WHAT YOU HAVE TO DO:
Using the entries that follow, write out the line containing "Full-width negamax search.", the line containing "pub use info::SearchInfo;", and every line between them, exactly and nothing else.
● ● ●
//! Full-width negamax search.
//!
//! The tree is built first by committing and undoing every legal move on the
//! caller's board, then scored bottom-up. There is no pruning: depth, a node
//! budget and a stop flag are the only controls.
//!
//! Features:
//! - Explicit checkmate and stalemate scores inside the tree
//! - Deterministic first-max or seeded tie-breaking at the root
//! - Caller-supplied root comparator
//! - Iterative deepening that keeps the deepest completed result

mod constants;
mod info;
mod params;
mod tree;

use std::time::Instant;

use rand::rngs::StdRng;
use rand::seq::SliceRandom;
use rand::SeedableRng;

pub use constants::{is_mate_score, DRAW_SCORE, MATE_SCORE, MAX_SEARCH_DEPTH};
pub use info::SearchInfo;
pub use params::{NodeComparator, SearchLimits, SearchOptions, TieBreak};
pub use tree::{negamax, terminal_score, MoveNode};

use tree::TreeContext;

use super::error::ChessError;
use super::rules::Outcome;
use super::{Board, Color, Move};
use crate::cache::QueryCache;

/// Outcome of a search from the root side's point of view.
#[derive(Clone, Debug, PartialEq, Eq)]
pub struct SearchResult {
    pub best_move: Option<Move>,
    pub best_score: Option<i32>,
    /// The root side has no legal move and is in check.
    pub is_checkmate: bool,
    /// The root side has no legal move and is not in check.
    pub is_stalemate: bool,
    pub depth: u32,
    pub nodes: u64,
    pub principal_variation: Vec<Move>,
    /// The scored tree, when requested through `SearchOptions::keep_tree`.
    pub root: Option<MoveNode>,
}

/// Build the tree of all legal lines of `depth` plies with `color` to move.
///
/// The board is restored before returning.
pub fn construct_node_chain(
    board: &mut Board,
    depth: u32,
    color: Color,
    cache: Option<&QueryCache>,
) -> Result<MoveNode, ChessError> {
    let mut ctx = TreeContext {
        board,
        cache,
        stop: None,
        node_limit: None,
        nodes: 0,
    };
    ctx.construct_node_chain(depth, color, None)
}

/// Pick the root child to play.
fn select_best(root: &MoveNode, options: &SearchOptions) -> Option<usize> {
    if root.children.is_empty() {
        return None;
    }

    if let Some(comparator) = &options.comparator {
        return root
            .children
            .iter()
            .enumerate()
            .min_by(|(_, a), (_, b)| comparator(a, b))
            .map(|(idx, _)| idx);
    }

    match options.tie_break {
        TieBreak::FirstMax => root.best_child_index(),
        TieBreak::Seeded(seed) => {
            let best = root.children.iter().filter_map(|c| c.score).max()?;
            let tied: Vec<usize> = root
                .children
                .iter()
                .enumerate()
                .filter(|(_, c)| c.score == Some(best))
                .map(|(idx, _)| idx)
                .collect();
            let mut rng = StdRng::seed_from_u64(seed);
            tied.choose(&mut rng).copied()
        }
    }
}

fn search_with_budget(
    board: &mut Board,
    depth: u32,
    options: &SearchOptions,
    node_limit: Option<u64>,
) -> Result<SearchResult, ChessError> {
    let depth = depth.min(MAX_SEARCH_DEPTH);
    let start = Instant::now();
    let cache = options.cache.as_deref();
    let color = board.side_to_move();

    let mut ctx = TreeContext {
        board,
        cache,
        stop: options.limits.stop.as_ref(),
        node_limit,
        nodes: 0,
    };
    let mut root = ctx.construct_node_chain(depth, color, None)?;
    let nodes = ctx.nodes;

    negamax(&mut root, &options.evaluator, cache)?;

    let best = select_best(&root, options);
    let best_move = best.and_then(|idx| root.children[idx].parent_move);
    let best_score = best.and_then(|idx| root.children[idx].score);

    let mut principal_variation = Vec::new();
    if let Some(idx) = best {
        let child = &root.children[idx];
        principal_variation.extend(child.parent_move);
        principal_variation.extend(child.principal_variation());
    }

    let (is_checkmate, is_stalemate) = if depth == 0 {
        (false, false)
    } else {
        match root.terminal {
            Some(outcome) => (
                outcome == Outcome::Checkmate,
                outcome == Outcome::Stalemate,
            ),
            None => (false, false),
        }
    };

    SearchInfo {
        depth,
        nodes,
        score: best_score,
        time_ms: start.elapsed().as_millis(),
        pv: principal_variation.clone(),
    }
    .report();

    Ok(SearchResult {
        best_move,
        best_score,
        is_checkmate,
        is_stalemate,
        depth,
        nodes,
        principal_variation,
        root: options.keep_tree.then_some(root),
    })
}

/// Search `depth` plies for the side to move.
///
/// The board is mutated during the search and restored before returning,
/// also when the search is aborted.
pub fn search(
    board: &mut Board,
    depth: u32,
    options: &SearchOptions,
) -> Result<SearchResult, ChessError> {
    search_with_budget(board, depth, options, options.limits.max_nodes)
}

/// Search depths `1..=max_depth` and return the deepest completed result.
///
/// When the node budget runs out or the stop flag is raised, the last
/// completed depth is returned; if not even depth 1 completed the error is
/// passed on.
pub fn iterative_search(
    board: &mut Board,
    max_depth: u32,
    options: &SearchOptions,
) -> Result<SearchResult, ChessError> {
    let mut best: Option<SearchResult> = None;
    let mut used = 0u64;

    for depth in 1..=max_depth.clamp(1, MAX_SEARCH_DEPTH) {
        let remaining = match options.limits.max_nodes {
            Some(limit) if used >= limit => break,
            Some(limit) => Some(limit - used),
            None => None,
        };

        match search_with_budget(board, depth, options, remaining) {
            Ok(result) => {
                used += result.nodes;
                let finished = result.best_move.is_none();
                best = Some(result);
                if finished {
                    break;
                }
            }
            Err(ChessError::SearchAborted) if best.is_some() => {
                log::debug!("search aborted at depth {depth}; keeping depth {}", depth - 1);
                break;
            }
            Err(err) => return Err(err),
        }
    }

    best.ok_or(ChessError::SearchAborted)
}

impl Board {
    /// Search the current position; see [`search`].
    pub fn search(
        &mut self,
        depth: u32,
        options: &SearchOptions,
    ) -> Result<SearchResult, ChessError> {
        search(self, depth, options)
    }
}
● ● ●
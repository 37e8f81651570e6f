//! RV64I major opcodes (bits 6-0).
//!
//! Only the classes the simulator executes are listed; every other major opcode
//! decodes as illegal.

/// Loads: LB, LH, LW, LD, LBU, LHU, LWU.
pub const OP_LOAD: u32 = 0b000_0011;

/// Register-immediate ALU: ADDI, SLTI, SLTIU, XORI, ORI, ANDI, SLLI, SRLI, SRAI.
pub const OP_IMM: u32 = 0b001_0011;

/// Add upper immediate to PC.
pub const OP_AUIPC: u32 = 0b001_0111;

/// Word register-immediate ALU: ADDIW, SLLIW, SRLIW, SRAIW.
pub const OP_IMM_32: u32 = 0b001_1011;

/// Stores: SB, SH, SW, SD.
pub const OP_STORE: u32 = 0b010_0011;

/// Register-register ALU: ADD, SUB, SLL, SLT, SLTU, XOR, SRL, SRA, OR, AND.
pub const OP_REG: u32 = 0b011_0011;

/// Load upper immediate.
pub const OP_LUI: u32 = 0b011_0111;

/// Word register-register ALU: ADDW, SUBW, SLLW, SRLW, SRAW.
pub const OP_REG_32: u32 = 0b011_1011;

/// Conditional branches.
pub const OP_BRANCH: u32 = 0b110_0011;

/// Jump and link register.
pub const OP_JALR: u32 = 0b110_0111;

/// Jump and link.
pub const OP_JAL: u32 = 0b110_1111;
● ● ●
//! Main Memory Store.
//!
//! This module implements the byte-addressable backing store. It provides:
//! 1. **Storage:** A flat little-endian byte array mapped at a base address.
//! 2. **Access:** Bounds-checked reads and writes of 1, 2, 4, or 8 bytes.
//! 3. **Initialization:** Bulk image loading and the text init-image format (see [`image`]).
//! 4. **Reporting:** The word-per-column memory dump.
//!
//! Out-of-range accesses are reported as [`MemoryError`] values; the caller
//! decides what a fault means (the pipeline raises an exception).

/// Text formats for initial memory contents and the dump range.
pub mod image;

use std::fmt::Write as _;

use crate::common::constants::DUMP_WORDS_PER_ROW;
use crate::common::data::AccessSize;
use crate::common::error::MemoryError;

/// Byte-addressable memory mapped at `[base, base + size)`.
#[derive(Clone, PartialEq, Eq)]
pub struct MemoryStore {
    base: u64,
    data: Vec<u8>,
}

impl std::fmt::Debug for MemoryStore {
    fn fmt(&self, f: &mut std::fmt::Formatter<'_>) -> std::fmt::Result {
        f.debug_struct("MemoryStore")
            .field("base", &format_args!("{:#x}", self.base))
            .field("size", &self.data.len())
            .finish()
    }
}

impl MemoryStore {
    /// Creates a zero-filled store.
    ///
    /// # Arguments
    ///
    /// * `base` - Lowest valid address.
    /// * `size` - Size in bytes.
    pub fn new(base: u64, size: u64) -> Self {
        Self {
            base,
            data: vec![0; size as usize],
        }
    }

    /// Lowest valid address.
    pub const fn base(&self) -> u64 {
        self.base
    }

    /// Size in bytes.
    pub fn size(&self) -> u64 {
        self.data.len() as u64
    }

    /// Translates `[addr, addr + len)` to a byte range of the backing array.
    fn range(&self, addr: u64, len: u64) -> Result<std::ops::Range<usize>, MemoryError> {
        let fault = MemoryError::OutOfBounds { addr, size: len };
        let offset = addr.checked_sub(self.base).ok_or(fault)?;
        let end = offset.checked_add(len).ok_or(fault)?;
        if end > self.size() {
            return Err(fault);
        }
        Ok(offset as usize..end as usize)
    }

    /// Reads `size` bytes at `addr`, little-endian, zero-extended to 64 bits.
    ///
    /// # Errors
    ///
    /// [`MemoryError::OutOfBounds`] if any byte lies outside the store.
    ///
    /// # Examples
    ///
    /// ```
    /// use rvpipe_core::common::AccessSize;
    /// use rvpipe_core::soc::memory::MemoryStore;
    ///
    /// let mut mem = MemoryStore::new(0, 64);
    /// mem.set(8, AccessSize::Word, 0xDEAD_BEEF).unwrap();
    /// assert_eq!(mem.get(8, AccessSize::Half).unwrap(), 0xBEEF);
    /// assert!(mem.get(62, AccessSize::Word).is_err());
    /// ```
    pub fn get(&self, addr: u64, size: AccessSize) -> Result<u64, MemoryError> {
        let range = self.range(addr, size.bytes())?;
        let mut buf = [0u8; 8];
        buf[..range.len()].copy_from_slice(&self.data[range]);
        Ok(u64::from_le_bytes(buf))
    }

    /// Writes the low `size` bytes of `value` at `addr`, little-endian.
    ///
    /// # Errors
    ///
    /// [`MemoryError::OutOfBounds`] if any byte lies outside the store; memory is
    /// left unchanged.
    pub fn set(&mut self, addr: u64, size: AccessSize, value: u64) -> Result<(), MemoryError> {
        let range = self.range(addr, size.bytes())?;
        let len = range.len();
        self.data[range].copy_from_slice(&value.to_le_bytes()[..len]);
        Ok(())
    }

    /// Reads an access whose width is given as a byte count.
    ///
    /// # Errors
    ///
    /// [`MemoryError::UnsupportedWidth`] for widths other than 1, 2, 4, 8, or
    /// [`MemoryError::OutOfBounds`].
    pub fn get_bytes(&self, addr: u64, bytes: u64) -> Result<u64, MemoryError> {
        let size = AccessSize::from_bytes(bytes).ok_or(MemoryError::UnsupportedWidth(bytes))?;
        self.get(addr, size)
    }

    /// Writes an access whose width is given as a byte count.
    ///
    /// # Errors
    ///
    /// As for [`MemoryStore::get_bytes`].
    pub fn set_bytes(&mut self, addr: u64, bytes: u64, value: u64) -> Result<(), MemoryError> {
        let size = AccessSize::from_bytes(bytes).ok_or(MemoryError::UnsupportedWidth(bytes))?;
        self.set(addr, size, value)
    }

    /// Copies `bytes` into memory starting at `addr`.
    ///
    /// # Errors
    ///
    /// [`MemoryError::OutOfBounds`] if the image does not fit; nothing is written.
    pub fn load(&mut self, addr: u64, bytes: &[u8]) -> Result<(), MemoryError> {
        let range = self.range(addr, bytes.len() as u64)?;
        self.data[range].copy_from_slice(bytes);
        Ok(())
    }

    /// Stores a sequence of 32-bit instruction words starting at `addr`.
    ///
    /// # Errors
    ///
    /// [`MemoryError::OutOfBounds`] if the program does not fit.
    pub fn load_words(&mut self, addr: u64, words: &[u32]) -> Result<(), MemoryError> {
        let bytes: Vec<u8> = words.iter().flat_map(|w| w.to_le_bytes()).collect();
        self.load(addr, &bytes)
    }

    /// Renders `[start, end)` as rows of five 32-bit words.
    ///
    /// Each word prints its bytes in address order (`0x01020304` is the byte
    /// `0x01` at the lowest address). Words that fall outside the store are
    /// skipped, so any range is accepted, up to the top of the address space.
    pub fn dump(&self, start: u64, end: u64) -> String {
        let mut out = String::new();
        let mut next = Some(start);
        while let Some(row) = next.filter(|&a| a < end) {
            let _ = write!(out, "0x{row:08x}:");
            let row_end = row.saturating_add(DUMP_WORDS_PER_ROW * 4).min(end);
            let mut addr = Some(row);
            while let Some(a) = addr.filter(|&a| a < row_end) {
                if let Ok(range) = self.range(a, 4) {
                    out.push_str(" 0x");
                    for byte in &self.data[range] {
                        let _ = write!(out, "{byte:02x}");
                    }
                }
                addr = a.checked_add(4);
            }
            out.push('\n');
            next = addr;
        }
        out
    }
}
● ● ●
REPLY TO THE TASK:
//! Full-width negamax search.
//!
//! The tree is built first by committing and undoing every legal move on the
//! caller's board, then scored bottom-up. There is no pruning: depth, a node
//! budget and a stop flag are the only controls.
//!
//! Features:
//! - Explicit checkmate and stalemate scores inside the tree
//! - Deterministic first-max or seeded tie-breaking at the root
//! - Caller-supplied root comparator
//! - Iterative deepening that keeps the deepest completed result

mod constants;
mod info;
mod params;
mod tree;

use std::time::Instant;

use rand::rngs::StdRng;
use rand::seq::SliceRandom;
use rand::SeedableRng;

pub use constants::{is_mate_score, DRAW_SCORE, MATE_SCORE, MAX_SEARCH_DEPTH};
pub use info::SearchInfo;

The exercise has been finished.